Stored data entries
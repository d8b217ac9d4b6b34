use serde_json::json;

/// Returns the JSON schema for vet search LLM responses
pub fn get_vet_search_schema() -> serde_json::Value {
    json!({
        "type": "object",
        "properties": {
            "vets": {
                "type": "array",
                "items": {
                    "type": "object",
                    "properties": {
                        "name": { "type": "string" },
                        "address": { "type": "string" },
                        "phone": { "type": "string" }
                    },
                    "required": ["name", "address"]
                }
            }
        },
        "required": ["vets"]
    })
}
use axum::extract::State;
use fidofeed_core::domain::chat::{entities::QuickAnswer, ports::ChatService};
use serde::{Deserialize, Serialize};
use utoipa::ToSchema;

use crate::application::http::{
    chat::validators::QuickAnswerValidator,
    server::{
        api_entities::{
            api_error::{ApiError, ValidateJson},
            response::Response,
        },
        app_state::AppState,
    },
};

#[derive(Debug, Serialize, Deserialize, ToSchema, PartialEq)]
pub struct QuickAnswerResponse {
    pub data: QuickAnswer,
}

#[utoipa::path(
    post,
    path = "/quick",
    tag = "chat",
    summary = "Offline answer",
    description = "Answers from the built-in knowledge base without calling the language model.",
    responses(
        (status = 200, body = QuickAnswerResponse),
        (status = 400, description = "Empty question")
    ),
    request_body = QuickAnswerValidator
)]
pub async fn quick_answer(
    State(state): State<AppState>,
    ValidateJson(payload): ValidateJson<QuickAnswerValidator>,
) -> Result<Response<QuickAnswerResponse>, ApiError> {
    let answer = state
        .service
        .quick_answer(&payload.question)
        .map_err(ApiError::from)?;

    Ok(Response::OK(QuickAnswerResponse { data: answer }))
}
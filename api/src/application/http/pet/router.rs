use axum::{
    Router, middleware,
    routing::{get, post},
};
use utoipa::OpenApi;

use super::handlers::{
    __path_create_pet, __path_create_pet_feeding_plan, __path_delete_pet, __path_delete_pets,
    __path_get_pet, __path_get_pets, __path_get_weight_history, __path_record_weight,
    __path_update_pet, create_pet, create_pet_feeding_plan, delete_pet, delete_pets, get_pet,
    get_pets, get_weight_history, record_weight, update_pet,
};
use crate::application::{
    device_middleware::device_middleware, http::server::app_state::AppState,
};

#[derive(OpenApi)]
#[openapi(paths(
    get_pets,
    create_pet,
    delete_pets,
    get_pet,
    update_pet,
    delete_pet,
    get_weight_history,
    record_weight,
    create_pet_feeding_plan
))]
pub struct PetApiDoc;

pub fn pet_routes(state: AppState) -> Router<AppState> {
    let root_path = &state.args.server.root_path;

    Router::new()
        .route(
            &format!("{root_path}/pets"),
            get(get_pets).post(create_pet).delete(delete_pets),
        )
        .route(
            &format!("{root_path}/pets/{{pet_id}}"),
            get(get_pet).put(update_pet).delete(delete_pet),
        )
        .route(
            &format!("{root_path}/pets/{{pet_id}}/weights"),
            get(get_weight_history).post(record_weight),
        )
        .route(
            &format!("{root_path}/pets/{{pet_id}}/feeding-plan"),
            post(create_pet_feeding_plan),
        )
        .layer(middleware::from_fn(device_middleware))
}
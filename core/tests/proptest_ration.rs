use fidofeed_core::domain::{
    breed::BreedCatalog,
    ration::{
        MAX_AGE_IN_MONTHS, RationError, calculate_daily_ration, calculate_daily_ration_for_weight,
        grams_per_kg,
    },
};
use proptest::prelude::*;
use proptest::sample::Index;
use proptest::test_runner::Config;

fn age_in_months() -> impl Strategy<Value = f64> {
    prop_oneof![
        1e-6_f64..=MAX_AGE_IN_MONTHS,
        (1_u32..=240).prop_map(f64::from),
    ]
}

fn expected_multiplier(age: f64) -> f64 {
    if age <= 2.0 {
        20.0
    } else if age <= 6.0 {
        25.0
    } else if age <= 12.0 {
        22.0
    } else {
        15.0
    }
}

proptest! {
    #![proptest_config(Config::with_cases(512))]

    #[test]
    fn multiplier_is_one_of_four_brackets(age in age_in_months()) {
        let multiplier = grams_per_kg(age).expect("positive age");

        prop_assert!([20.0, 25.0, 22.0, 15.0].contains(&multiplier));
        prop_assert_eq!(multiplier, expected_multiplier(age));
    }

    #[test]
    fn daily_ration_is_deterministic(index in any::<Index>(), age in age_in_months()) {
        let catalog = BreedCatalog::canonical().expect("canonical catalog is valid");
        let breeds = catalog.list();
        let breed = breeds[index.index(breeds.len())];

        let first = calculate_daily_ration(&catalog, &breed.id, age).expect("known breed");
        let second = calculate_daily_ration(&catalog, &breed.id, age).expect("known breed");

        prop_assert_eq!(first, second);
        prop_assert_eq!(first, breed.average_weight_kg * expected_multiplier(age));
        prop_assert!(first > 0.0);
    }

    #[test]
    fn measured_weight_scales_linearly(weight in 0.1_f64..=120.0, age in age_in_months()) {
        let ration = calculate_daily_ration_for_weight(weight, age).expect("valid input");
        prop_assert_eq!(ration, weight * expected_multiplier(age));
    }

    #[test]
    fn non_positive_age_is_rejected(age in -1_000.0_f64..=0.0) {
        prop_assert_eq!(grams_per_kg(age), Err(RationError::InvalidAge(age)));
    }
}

* _YOUR OBJECTIVE_
Would you write down every record again, exactly?

* _FINISHED TASK_
repository d8b217ac9d4b6b34
use serde_json::json;

/// Returns the JSON schema for vet search LLM responses
pub fn get_vet_search_schema() -> serde_json::Value {
    json!({
        "type": "object",
        "properties": {
            "vets": {
                "type": "array",
                "items": {
                    "type": "object",
                    "properties": {
                        "name": { "type": "string" },
                        "address": { "type": "string" },
                        "phone": { "type": "string" }
                    },
                    "required": ["name", "address"]
                }
            }
        },
        "required": ["vets"]
    })
}
use axum::extract::State;
use fidofeed_core::domain::chat::{entities::QuickAnswer, ports::ChatService};
use serde::{Deserialize, Serialize};
use utoipa::ToSchema;

use crate::application::http::{
    chat::validators::QuickAnswerValidator,
    server::{
        api_entities::{
            api_error::{ApiError, ValidateJson},
            response::Response,
        },
        app_state::AppState,
    },
};

#[derive(Debug, Serialize, Deserialize, ToSchema, PartialEq)]
pub struct QuickAnswerResponse {
    pub data: QuickAnswer,
}

#[utoipa::path(
    post,
    path = "/quick",
    tag = "chat",
    summary = "Offline answer",
    description = "Answers from the built-in knowledge base without calling the language model.",
    responses(
        (status = 200, body = QuickAnswerResponse),
        (status = 400, description = "Empty question")
    ),
    request_body = QuickAnswerValidator
)]
pub async fn quick_answer(
    State(state): State<AppState>,
    ValidateJson(payload): ValidateJson<QuickAnswerValidator>,
) -> Result<Response<QuickAnswerResponse>, ApiError> {
    let answer = state
        .service
        .quick_answer(&payload.question)
        .map_err(ApiError::from)?;

    Ok(Response::OK(QuickAnswerResponse { data: answer }))
}
filename api/src/application/http/pet/router.rs
use axum::{
    Router, middleware,
    routing::{get, post},
};
use utoipa::OpenApi;

use super::handlers::{
    __path_create_pet, __path_create_pet_feeding_plan, __path_delete_pet, __path_delete_pets,
    __path_get_pet, __path_get_pets, __path_get_weight_history, __path_record_weight,
    __path_update_pet, create_pet, create_pet_feeding_plan, delete_pet, delete_pets, get_pet,
    get_pets, get_weight_history, record_weight, update_pet,
};
use crate::application::{
    device_middleware::device_middleware, http::server::app_state::AppState,
};

#[derive(OpenApi)]
#[openapi(paths(
    get_pets,
    create_pet,
    delete_pets,
    get_pet,
    update_pet,
    delete_pet,
    get_weight_history,
    record_weight,
    create_pet_feeding_plan
))]
pub struct PetApiDoc;

pub fn pet_routes(state: AppState) -> Router<AppState> {
    let root_path = &state.args.server.root_path;

    Router::new()
        .route(
            &format!("{root_path}/pets"),
            get(get_pets).post(create_pet).delete(delete_pets),
        )
        .route(
            &format!("{root_path}/pets/{{pet_id}}"),
            get(get_pet).put(update_pet).delete(delete_pet),
        )
        .route(
            &format!("{root_path}/pets/{{pet_id}}/weights"),
            get(get_weight_history).post(record_weight),
        )
        .route(
            &format!("{root_path}/pets/{{pet_id}}/feeding-plan"),
            post(create_pet_feeding_plan),
        )
        .layer(middleware::from_fn(device_middleware))
}
filename core/tests/proptest_ration.rs
use fidofeed_core::domain::{
    breed::BreedCatalog,
    ration::{
        MAX_AGE_IN_MONTHS, RationError, calculate_daily_ration, calculate_daily_ration_for_weight,
        grams_per_kg,
    },
};
use proptest::prelude::*;
use proptest::sample::Index;
use proptest::test_runner::Config;

fn age_in_months() -> impl Strategy<Value = f64> {
    prop_oneof![
        1e-6_f64..=MAX_AGE_IN_MONTHS,
        (1_u32..=240).prop_map(f64::from),
    ]
}

fn expected_multiplier(age: f64) -> f64 {
    if age <= 2.0 {
        20.0
    } else if age <= 6.0 {
        25.0
    } else if age <= 12.0 {
        22.0
    } else {
        15.0
    }
}

proptest! {
    #![proptest_config(Config::with_cases(512))]

    #[test]
    fn multiplier_is_one_of_four_brackets(age in age_in_months()) {
        let multiplier = grams_per_kg(age).expect("positive age");

        prop_assert!([20.0, 25.0, 22.0, 15.0].contains(&multiplier));
        prop_assert_eq!(multiplier, expected_multiplier(age));
    }

    #[test]
    fn daily_ration_is_deterministic(index in any::<Index>(), age in age_in_months()) {
        let catalog = BreedCatalog::canonical().expect("canonical catalog is valid");
        let breeds = catalog.list();
        let breed = breeds[index.index(breeds.len())];

        let first = calculate_daily_ration(&catalog, &breed.id, age).expect("known breed");
        let second = calculate_daily_ration(&catalog, &breed.id, age).expect("known breed");

        prop_assert_eq!(first, second);
        prop_assert_eq!(first, breed.average_weight_kg * expected_multiplier(age));
        prop_assert!(first > 0.0);
    }

    #[test]
    fn measured_weight_scales_linearly(weight in 0.1_f64..=120.0, age in age_in_months()) {
        let ration = calculate_daily_ration_for_weight(weight, age).expect("valid input");
        prop_assert_eq!(ration, weight * expected_multiplier(age));
    }

    #[test]
    fn non_positive_age_is_rejected(age in -1_000.0_f64..=0.0) {
        prop_assert_eq!(grams_per_kg(age), Err(RationError::InvalidAge(age)));
    }
}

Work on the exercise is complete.